:: What is needed ::
Report every line of the entries that contains the word "ThumbnailPreviewHost".

:: Extracted entries ::

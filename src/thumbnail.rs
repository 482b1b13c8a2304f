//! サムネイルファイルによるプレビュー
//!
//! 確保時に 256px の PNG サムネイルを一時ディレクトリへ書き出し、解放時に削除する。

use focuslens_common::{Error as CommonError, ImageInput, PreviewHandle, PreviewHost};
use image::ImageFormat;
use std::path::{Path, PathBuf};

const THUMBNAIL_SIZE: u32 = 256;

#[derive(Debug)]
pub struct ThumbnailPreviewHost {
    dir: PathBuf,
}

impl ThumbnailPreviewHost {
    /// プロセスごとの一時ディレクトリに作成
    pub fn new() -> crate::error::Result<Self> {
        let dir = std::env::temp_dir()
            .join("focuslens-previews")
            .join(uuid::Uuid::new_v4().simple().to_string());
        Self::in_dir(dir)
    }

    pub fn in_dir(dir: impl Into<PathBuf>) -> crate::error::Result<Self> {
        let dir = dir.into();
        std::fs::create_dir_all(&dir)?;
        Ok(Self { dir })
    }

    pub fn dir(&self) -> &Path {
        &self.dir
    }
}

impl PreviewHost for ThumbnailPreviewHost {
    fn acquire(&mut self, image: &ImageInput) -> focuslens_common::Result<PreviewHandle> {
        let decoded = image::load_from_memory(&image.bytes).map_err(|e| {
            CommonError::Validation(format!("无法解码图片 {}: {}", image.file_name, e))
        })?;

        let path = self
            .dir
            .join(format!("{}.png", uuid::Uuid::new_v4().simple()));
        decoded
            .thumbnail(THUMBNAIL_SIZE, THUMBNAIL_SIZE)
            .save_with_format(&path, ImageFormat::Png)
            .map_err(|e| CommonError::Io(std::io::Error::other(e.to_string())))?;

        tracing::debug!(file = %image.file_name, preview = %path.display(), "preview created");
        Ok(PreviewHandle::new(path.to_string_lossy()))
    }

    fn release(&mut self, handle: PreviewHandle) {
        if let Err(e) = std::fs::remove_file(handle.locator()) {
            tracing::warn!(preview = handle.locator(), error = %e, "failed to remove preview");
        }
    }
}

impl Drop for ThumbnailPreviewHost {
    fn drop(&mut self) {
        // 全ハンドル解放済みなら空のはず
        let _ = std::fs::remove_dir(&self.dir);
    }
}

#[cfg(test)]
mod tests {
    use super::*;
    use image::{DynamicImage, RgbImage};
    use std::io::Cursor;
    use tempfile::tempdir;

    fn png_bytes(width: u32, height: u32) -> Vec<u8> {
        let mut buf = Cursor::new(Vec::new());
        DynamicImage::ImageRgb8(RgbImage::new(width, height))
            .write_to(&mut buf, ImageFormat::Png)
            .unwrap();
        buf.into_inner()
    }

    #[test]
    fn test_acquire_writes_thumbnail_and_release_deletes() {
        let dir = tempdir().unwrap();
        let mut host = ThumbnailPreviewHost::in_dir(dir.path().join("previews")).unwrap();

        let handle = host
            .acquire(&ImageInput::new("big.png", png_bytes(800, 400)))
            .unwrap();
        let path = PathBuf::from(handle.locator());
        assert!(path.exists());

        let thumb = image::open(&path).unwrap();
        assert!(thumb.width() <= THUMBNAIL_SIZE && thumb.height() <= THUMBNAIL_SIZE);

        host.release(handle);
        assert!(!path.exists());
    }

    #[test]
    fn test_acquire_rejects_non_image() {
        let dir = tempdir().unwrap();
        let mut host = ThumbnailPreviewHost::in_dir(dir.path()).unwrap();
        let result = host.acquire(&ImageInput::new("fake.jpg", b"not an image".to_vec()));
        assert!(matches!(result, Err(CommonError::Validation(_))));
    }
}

:: Expected output ::
pub struct ThumbnailPreviewHost {
impl ThumbnailPreviewHost {
impl PreviewHost for ThumbnailPreviewHost {
impl Drop for ThumbnailPreviewHost {
        let mut host = ThumbnailPreviewHost::in_dir(dir.path().join("previews")).unwrap();
        let mut host = ThumbnailPreviewHost::in_dir(dir.path()).unwrap();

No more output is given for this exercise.